Elektronik Cihazların Çocuk Psikolojisi Üzerindeki Etkileri / Psikoloğumuzdan Notlar / Akd Kids Anaokulu

Elektronik Cihazların Çocuk Psikolojisi Üzerindeki Etkileri

 

Öfke krizlerine eğilimli ya da depresif ve kayıtsız çocuklar ya da ergenler artık rahatsız edici bir şekilde olağanlaşmaya başladı. Kronik bir şekilde sinirli olan çocuklar genellikle anormal bir şekilde uyarılmaya aşırı açıktırlar. Bu çocuklar genellikle sürekli ekran başında ve yorgundurlar. Yani ajite olmuş ve bitkin bir durumdadırlar. Çünkü kronik bir şekilde yüksek uyarılma düzeyleri, hafızayı ve ilişki kurma yeteneğini etkiler ve bu çocuklar akademik ve sosyal olarak bocalamaya daha yatkın olurlar.

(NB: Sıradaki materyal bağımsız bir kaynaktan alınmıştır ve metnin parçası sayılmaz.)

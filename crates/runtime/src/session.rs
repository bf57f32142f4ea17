//! Planning session: the build being edited, its derived summary, and the
//! saved builds of its unit.

use planner_content::{ImportedBuild, parse_wiki_builds};
use planner_core::{Build, BuildEdit, BuildSummary, apply_edit, evaluate};

use crate::api::{Result, RuntimeError};
use crate::oracle::OracleManager;
use crate::repository::{BuildRepository, UnitBuilds};

/// One user's editing session.
///
/// Every successful edit recomputes the summary. A failed edit leaves the
/// build and summary as they were.
pub struct Session {
    oracles: OracleManager,
    builds: BuildRepository,
    build: Build,
    summary: BuildSummary,
}

impl Session {
    /// Starts a session on `unit` with its default loadout.
    pub fn start(oracles: OracleManager, builds: BuildRepository, unit: &str) -> Result<Self> {
        let (build, summary) = {
            let env = oracles.env();
            let build = Build::new(&env, unit)?;
            let summary = evaluate(&env, &build);
            (build, summary)
        };
        tracing::info!(unit, "session started");
        Ok(Self {
            oracles,
            builds,
            build,
            summary,
        })
    }

    pub fn build(&self) -> &Build {
        &self.build
    }

    pub fn summary(&self) -> &BuildSummary {
        &self.summary
    }

    pub fn oracles(&self) -> &OracleManager {
        &self.oracles
    }

    /// Applies one edit and returns the new summary.
    pub fn apply(&mut self, edit: BuildEdit) -> Result<&BuildSummary> {
        let env = self.oracles.env();
        let next = apply_edit(&env, &self.build, edit).inspect_err(|err| {
            tracing::warn!(unit = %self.build.unit, %err, "edit rejected");
        })?;
        self.summary = evaluate(&env, &next);
        self.build = next;
        Ok(&self.summary)
    }

    /// Saved builds of the current unit.
    pub fn saved_builds(&self) -> UnitBuilds {
        self.builds.list(&self.build.unit)
    }

    /// Saves the current build under `name`, replacing any build of that name.
    pub fn save_as(&self, name: &str) -> Result<()> {
        let name = name.trim();
        if name.is_empty() {
            return Err(RuntimeError::EmptyBuildName);
        }
        self.builds
            .save(&self.build.unit, name, self.build.record())?;
        Ok(())
    }

    /// Replaces the loadout and boon/bane with a saved build.
    pub fn load_saved(&mut self, name: &str) -> Result<&BuildSummary> {
        let record =
            self.builds
                .load(&self.build.unit, name)
                .ok_or_else(|| RuntimeError::BuildNotFound {
                    unit: self.build.unit.clone(),
                    name: name.to_owned(),
                })?;
        self.apply(BuildEdit::LoadRecord(record))
    }

    /// Deletes a saved build of the current unit. Returns whether it existed.
    pub fn delete_saved(&self, name: &str) -> Result<bool> {
        Ok(self.builds.delete(&self.build.unit, name)?)
    }

    /// Reads community builds for the current unit from wiki markup.
    pub fn import_wiki(&self, text: &str) -> Result<Vec<ImportedBuild>> {
        let env = self.oracles.env();
        let unit = env.require_unit(&self.build.unit).map_err(planner_core::BuildError::from)?;
        Ok(parse_wiki_builds(unit, text))
    }
}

Bir noktadan sonra bu semptomların görüldüğü bir çocuğa majör depresyon, bipolar bozukluk ya da DEHB gibi bir zihinsel sağlığa yönelik bir teşhis koyulabilir ve terapi ya da ilaç gibi tedavi yöntemleri önerilebilir. Ancak bu tedaviler genellikle çok işe yaramaz ve aşağı doğru bir gidiş devam eder.

Peki, aslında ne oluyor?

Hem ebeveynler hem de doktorlar “yanlış kapıyı çalıyor” olabilirler. Yani kitabına uygun gibi görünen bir zihinsel bozukluğu tedavi etmeye çalışırken, bu semptomların en yaygın çevresel sebeplerini görme ve devre dışı bırakma konusunda başarısız oluyor olabilirler: Elektronik aletlerin gündelik kullanımı.

Bir doktor olarak her seferinde fark ettiğim bir şey var: “Gerçek” bir tanısı olsun ya da olmasın, günümüzde duygu durum düzensizliği yaşayan bir çocuğu başarılı bir şekilde tedavi etmek için her tür elektronik cihaz kullanımını birkaç hafta boyunca düzenli bir şekilde ortadan kaldırmak gerekiyor. Buna bir çeşit “elektronik cihaz orucu” diyebiliriz. Amaç sinir sisteminin kendi kendini yeniden ayarlanmasına izin vermektir.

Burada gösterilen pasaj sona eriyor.